Publication date: Available online 10 February 2018
Source:Bioorganic & Medicinal Chemistry
Author(s): Hesham Haffez, David R. Chisholm, Natalie J. Tatum, Roy Valentine, Christopher Redfern, Ehmke Pohl, Andrew Whiting, Stefan Przyborski
Retinoids, such as all-trans-retinoic acid (ATRA), regulate cellular differentiation and signalling pathways in chordates by binding to nuclear retinoic acid receptors (RARα/β/γ). Polar interactions between receptor and ligand are important for binding and facilitating the non-polar interactions and conformational changes necessary for RAR-mediated transcriptional regulation. The constraints on activity and RAR-type specificity with respect to the structural link between the polar and non-polar functions of synthetic retinoids are poorly understood.

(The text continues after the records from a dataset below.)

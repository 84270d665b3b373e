use anyhow::{Context, Result};
use serde::Serialize;
use std::path::Path;

use crate::cli::output::{to_json, OutputFormat, OutputOptions};
use crate::cli::renderer;
use crate::core::config::AppConfig;
use crate::core::cost::normalizer::{infra_cost, normalize};
use crate::core::cost::pricing::PricingRule;
use crate::core::cost::storage::estimate_vector_bytes;
use crate::core::formatter::{format_bytes, format_cost_precise};
use crate::core::models::usage::{parse_usage_records, records_in_reply};
use crate::core::workflow::WorkflowType;

#[derive(Serialize)]
struct PricingRow<'a> {
    model: &'a str,
    sub_type: &'a str,
    #[serde(flatten)]
    rule: &'a PricingRule,
}

#[derive(Serialize)]
struct VectorFootprint {
    workflow: &'static str,
    dimension: u64,
    bytes_per_vector: u64,
}

/// List the pricing rules that apply in a region.
pub fn show(config: &AppConfig, region: Option<&str>, opts: &OutputOptions) -> Result<()> {
    let table = config
        .settings
        .pricing_table()
        .context("Failed to load pricing table")?;
    let region = region.unwrap_or(&config.settings.region);

    let footprints: Vec<VectorFootprint> = WorkflowType::all()
        .iter()
        .filter_map(|w| {
            w.vector_dimension().map(|dimension| VectorFootprint {
                workflow: w.display_name(),
                dimension,
                bytes_per_vector: estimate_vector_bytes(1, dimension),
            })
        })
        .collect();

    match opts.format {
        OutputFormat::Text => {
            println!("{}", renderer::render_pricing(&table, region, opts.use_color));
            println!();
            println!(" Vector storage per embedding");
            for f in &footprints {
                println!(
                    "  {:<12} {} ({} dims)",
                    f.workflow,
                    format_bytes(f.bytes_per_vector as f64),
                    f.dimension
                );
            }
        }
        OutputFormat::Json => {
            let rows: Vec<PricingRow> = table
                .entries_for(region)
                .into_iter()
                .map(|(model, sub_type, rule)| PricingRow {
                    model,
                    sub_type,
                    rule,
                })
                .collect();
            let payload = serde_json::json!({
                "region": region,
                "priced_region": table.priced_region(region),
                "pricing": rows,
                "vector_footprints": footprints,
            });
            println!("{}", to_json(&payload, opts)?);
        }
    }
    Ok(())
}

#[derive(Serialize)]
struct CostEstimate {
    region: String,
    records: usize,
    compute_cost: f64,
    infra_cost: f64,
}

/// Price a local JSON file of usage records, as the report would for one task.
/// The file holds either an array of records or a cost reply with
/// `usage_records` and `region`.
pub fn estimate(
    config: &AppConfig,
    path: &Path,
    region: Option<&str>,
    opts: &OutputOptions,
) -> Result<()> {
    let content = std::fs::read_to_string(path)
        .with_context(|| format!("Failed to read {}", path.display()))?;
    let value: serde_json::Value = serde_json::from_str(&content)
        .with_context(|| format!("Failed to parse {}", path.display()))?;

    let records = if value.is_array() {
        parse_usage_records(&value)
    } else {
        records_in_reply(&value)
    };
    let file_region = value
        .get("region")
        .and_then(|r| r.as_str())
        .map(str::to_string);

    let region = region
        .map(str::to_string)
        .or(file_region)
        .unwrap_or_else(|| config.settings.region.clone());
    let table = config
        .settings
        .pricing_table()
        .context("Failed to load pricing table")?;

    let estimate = CostEstimate {
        compute_cost: normalize(Some(records.as_slice()), &region, &table),
        infra_cost: infra_cost(Some(records.as_slice()), config.settings.infra_rate_per_second),
        records: records.len(),
        region,
    };

    match opts.format {
        OutputFormat::Text => {
            println!(" Usage cost ({}, {} records)", estimate.region, estimate.records);
            println!("  Compute  {}", format_cost_precise(estimate.compute_cost));
            println!("  Infra    {}", format_cost_precise(estimate.infra_cost));
        }
        OutputFormat::Json => println!("{}", to_json(&estimate, opts)?),
    }
    Ok(())
}
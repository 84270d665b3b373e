pub mod aggregator;
pub mod assembler;
pub mod charts;
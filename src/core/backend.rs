use anyhow::{Context, Result};
use async_trait::async_trait;
use serde_json::Value;
use std::collections::HashMap;
use std::time::Duration;
use tracing::debug;

use crate::core::config::ServiceConfig;

/// Reply from a backend call. Only `status_code == 200` counts as success;
/// anything else is "no data", not an error.
#[derive(Debug, Clone, PartialEq)]
pub struct ServiceResponse {
    pub status_code: u16,
    pub body: Value,
}

impl ServiceResponse {
    pub fn is_success(&self) -> bool {
        self.status_code == 200
    }
}

/// Generic POST collaborator. `Err` means the call itself was rejected
/// (transport failure, timeout, unknown service).
#[async_trait]
pub trait Backend: Send + Sync {
    async fn post(&self, service: &str, path: &str, body: Value) -> Result<ServiceResponse>;
}

/// Validate that a resolved endpoint URL uses HTTPS.
///
/// Base URLs come from user config and may carry an API key, so this runs
/// for every service before a client is built.
pub fn validate_endpoint(url: &str, service_name: &str) -> Result<()> {
    if !url.starts_with("https://") {
        anyhow::bail!(
            "{}: endpoint must use HTTPS, got: {}",
            service_name,
            url
        );
    }
    Ok(())
}

/// Split a backend reply into status and body.
///
/// Backends answer with a lambda-style `{ "statusCode", "body" }` envelope,
/// sometimes with `body` JSON-encoded as a string. Replies without the
/// envelope fall back to the HTTP status.
pub fn unwrap_envelope(http_status: u16, value: Value) -> ServiceResponse {
    let status_code = value
        .get("statusCode")
        .and_then(Value::as_u64)
        .and_then(|s| u16::try_from(s).ok());

    match status_code {
        Some(status_code) => {
            let body = match value.get("body").cloned().unwrap_or(Value::Null) {
                Value::String(s) => serde_json::from_str(&s).unwrap_or(Value::String(s)),
                other => other,
            };
            ServiceResponse { status_code, body }
        }
        None => ServiceResponse {
            status_code: http_status,
            body: value,
        },
    }
}

/// Parse a raw reply body. An empty body is `Null`; text that isn't JSON is
/// kept as a string so callers expecting structured data reject it.
pub fn parse_body(text: &str) -> Value {
    if text.trim().is_empty() {
        return Value::Null;
    }
    serde_json::from_str(text).unwrap_or_else(|_| Value::String(text.to_string()))
}

struct Endpoint {
    base_url: String,
    api_key: Option<String>,
}

/// `Backend` over HTTPS, one base URL per service.
pub struct HttpBackend {
    client: reqwest::Client,
    endpoints: HashMap<String, Endpoint>,
}

impl HttpBackend {
    pub fn new(services: &[ServiceConfig], timeout: Duration) -> Result<Self> {
        let mut endpoints = HashMap::new();
        for service in services {
            validate_endpoint(&service.base_url, &service.name)?;
            endpoints.insert(
                service.name.clone(),
                Endpoint {
                    base_url: service.base_url.trim_end_matches('/').to_string(),
                    api_key: service.api_key.clone(),
                },
            );
        }

        let client = reqwest::Client::builder()
            .timeout(timeout)
            .build()
            .context("Failed to build HTTP client")?;

        Ok(Self { client, endpoints })
    }
}

#[async_trait]
impl Backend for HttpBackend {
    async fn post(&self, service: &str, path: &str, body: Value) -> Result<ServiceResponse> {
        let endpoint = self
            .endpoints
            .get(service)
            .with_context(|| format!("No endpoint configured for service '{}'", service))?;
        let url = format!("{}{}", endpoint.base_url, path);

        let mut request = self
            .client
            .post(&url)
            .header("Accept", "application/json")
            .json(&body);
        if let Some(key) = &endpoint.api_key {
            request = request.header("Authorization", format!("Bearer {}", key));
        }

        let response = request
            .send()
            .await
            .with_context(|| format!("Failed to send request to {}", url))?;

        let status = response.status().as_u16();
        let text = response
            .text()
            .await
            .with_context(|| format!("Failed to read response from {}", url))?;
        let reply = unwrap_envelope(status, parse_body(&text));
        debug!(service, path, status = reply.status_code, "backend reply");
        Ok(reply)
    }
}

#[cfg(test)]
pub mod testing {
    use super::*;
    use std::sync::Mutex;

    enum Reply {
        Respond(ServiceResponse),
        Reject(String),
    }

    /// In-memory backend keyed on `path` plus the `task_id` (or `TaskType`)
    /// of the request body. Unmatched calls answer 404.
    #[derive(Default)]
    pub struct FakeBackend {
        replies: HashMap<String, Reply>,
        calls: Mutex<Vec<String>>,
    }

    fn key(path: &str, selector: &str) -> String {
        format!("{}#{}", path, selector)
    }

    fn selector(body: &Value) -> &str {
        body.get("task_id")
            .or_else(|| body.get("TaskType"))
            .and_then(Value::as_str)
            .unwrap_or("")
    }

    impl FakeBackend {
        pub fn new() -> Self {
            Self::default()
        }

        pub fn respond(mut self, path: &str, selector: &str, status: u16, body: Value) -> Self {
            self.replies.insert(
                key(path, selector),
                Reply::Respond(ServiceResponse {
                    status_code: status,
                    body,
                }),
            );
            self
        }

        pub fn reject(mut self, path: &str, selector: &str, message: &str) -> Self {
            self.replies
                .insert(key(path, selector), Reply::Reject(message.to_string()));
            self
        }

        pub fn calls(&self) -> Vec<String> {
            self.calls.lock().unwrap().clone()
        }
    }

    #[async_trait]
    impl Backend for FakeBackend {
        async fn post(&self, service: &str, path: &str, body: Value) -> Result<ServiceResponse> {
            let k = key(path, selector(&body));
            self.calls.lock().unwrap().push(format!("{} {}", service, k));
            match self.replies.get(&k) {
                Some(Reply::Respond(r)) => Ok(r.clone()),
                Some(Reply::Reject(msg)) => anyhow::bail!("{}", msg),
                None => Ok(ServiceResponse {
                    status_code: 404,
                    body: Value::Null,
                }),
            }
        }
    }
}
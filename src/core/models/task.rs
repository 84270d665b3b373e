use serde::{Deserialize, Serialize};

use crate::core::models::status::TaskStatus;

/// One row of a task-search response.
#[derive(Debug, Clone, Deserialize)]
pub struct TaskRecord {
    #[serde(rename = "TaskId", alias = "task_id", alias = "taskId")]
    pub task_id: String,
    #[serde(rename = "Status", alias = "status", default)]
    pub status: String,
    #[serde(
        rename = "VideoSize",
        alias = "FileSize",
        alias = "SourceVideoSize",
        alias = "video_size",
        default
    )]
    pub video_size: Option<u64>,
    #[serde(rename = "Region", alias = "region", default)]
    pub region: Option<String>,
}

impl TaskRecord {
    pub fn status(&self) -> TaskStatus {
        TaskStatus::parse(&self.status)
    }
}

/// Per-task figures, derived during aggregation and then dropped.
#[derive(Debug, Clone, PartialEq, Serialize)]
pub struct TaskSummary {
    pub task_id: String,
    pub status: TaskStatus,
    pub source_video_size: u64,
    pub data_size: u64,
    pub compute_cost: f64,
    pub infra_cost: f64,
}
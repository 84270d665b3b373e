use tracing::debug;

use crate::core::cost::pricing::{resolve_rule, PricingRule, PricingTable};
use crate::core::models::usage::UsageRecord;

/// Default flat infrastructure rate, dollars per wall-clock second of the
/// longest operation in a task.
pub const DEFAULT_INFRA_RATE_PER_SECOND: f64 = 0.0000166667;

/// Cost of a single record under a resolved rule.
pub fn record_cost(rule: &PricingRule, record: &UsageRecord) -> f64 {
    match rule {
        PricingRule::Token {
            price_per_1k_input_tokens,
            price_per_1k_output_tokens,
        } => {
            let input = record.input_tokens.unwrap_or(0) as f64;
            let output = record.output_tokens.unwrap_or(0) as f64;
            (input / 1000.0) * price_per_1k_input_tokens
                + (output / 1000.0) * price_per_1k_output_tokens
        }
        PricingRule::Image { price_per_image } => {
            record.number_of_image.unwrap_or(1) as f64 * price_per_image
        }
        PricingRule::Second { price_per_second } => {
            record.duration.unwrap_or(0.0) * price_per_second
        }
    }
}

/// Total usage cost of a task's records in `region`.
///
/// Never fails: no records, an unpriced region or an unpriced model all
/// contribute zero.
pub fn normalize(records: Option<&[UsageRecord]>, region: &str, table: &PricingTable) -> f64 {
    let records = match records {
        Some(r) if !r.is_empty() => r,
        _ => return 0.0,
    };
    let models = match table.region(region) {
        Some(m) => m,
        None => {
            debug!(region, "no pricing for region or default region");
            return 0.0;
        }
    };

    records
        .iter()
        .map(|record| {
            let rule = models.get(&record.model_id).and_then(|pricing| {
                resolve_rule(&record.model_id, record.usage_type.as_deref(), pricing)
            });
            match rule {
                Some(rule) => record_cost(rule, record),
                None => {
                    debug!(
                        model = %record.model_id,
                        usage_type = ?record.usage_type,
                        "no pricing rule, record contributes 0"
                    );
                    0.0
                }
            }
        })
        .sum()
}

/// Infrastructure cost of a task: the longest record duration times a flat
/// rate. Durations are not summed; processing time is bounded by the
/// slowest step.
pub fn infra_cost(records: Option<&[UsageRecord]>, rate_per_second: f64) -> f64 {
    let longest = records
        .unwrap_or_default()
        .iter()
        .filter_map(|r| r.duration)
        .filter(|d| d.is_finite() && *d > 0.0)
        .fold(0.0_f64, f64::max);
    longest * rate_per_second
}
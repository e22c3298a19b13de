//!
//! Command-line harness for evaluating NFD match rules against a feature
//! snapshot fixture. Not part of the evaluation core: a thin I/O wrapper
//! that reads two YAML files, validates the rule document, and prints the
//! verdict and matched evidence for each rule.

use std::fs;
use std::path::PathBuf;
use std::process::ExitCode;

use clap::Parser;
use nfr_eval::{Features, RegexCache};
use thiserror::Error;
use tracing_subscriber::EnvFilter;

#[derive(Parser, Debug)]
#[command(name = "nfr", about = "Evaluate node feature rules against a feature snapshot")]
struct Args {
    /// Path to a rule document (YAML list of rules).
    rules: PathBuf,

    /// Path to a feature snapshot fixture (YAML `Features`).
    features: PathBuf,

    /// Only print rules whose verdict is a match.
    #[arg(long)]
    matches_only: bool,
}

#[derive(Debug, Error)]
enum CliError {
    #[error("failed to read {path}: {source}")]
    Read {
        path: PathBuf,
        #[source]
        source: std::io::Error,
    },
    #[error(transparent)]
    Dsl(#[from] nfr_dsl::DslError),
    #[error("failed to parse feature snapshot: {0}")]
    FeaturesParse(#[from] serde_yaml::Error),
}

fn read_to_string(path: &PathBuf) -> Result<String, CliError> {
    fs::read_to_string(path).map_err(|source| CliError::Read {
        path: path.clone(),
        source,
    })
}

fn run(args: Args) -> Result<bool, CliError> {
    let rules_src = read_to_string(&args.rules)?;
    let features_src = read_to_string(&args.features)?;

    let (rules, invalid) = nfr_dsl::load_and_validate(&rules_src)?;
    for err in &invalid {
        tracing::warn!(error = %err, "skipping invalid rule");
    }

    let features: Features = serde_yaml::from_str(&features_src)?;
    let cache = RegexCache::default();

    let mut any_matched = false;
    for rule in &rules {
        match nfr_eval::evaluate_with_cache(rule, &features, &cache) {
            Ok((matched, evidence)) => {
                any_matched |= matched;
                if matched {
                    println!("MATCH     {}", rule.name);
                    for (feature, elements) in &evidence {
                        for element in elements {
                            let fields: Vec<String> = element
                                .iter()
                                .map(|(k, v)| format!("{k}={v}"))
                                .collect();
                            println!("  {feature}: {}", fields.join(", "));
                        }
                    }
                } else if !args.matches_only {
                    println!("NO MATCH  {}", rule.name);
                }
            }
            Err(err) => {
                tracing::error!(rule = %rule.name, error = %err, "rule evaluation failed");
                if !args.matches_only {
                    println!("ERROR     {}: {err}", rule.name);
                }
            }
        }
    }

    Ok(any_matched)
}

fn main() -> ExitCode {
    tracing_subscriber::fmt()
        .with_env_filter(EnvFilter::try_from_default_env().unwrap_or_else(|_| EnvFilter::new("info")))
        .with_target(false)
        .init();

    let args = Args::parse();
    match run(args) {
        Ok(any_matched) => {
            if any_matched {
                ExitCode::SUCCESS
            } else {
                ExitCode::from(1)
            }
        }
        Err(err) => {
            tracing::error!(error = %err, "nfr failed");
            ExitCode::from(2)
        }
    }
}
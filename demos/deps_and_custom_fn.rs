use std::collections::HashMap;

use nfr_eval::Features;

fn main() {
    let features = Features::new().with_attribute(
        "kernel.version",
        HashMap::from([("major".to_string(), "6".to_string())]),
    );

    let rules = nfr_dsl::load_rules(
        r#"
- name: modern-kernel
  matchFeatures:
    - feature: kernel.version
      matchExpressions:
        major: { op: Gt, value: ["5"] }
"#,
    )
    .unwrap();

    for rule in &rules {
        let (matched, evidence) = nfr_eval::evaluate(rule, &features).unwrap();
        println!("{}: matched={matched} evidence={evidence:?}", rule.name);
    }
}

To address this, predictions from in silico ligand-RAR docking calculations and molecular dynamics simulations for a small library of stable, synthetic retinoids (designated GZ series) containing a central thiazole linker structure and different hydrophobic region substituents, were tested using a ligand binding assay and a range of cellular biological assays. The docking analysis showed that these thiazole-containing retinoids were well suited to the binding pocket of RARα, particularly via a favorable hydrogen bonding interaction between the thiazole and Ser232 of RARα. A bulky hydrophobic region (i.e., present in compounds GZ23 and GZ25) was important for interaction with the RAR binding pockets. Ligand binding assays generally reflected the findings from in silico docking, and showed that GZ25 was a particularly strongly binding ligand for RARα/β. GZ25 also exhibited higher activity as an inducer of neuronal differentiation than ATRA and other GZ derivatives. These data demonstrate that GZ25 is a stable synthetic retinoid with improved activity which efficiently regulates neuronal differentiation and help to define the key structural requirements for retinoid activity enabling the design and development of the next generation of more active, selective synthetic retinoids as potential therapeutic regulators of neurogenesis.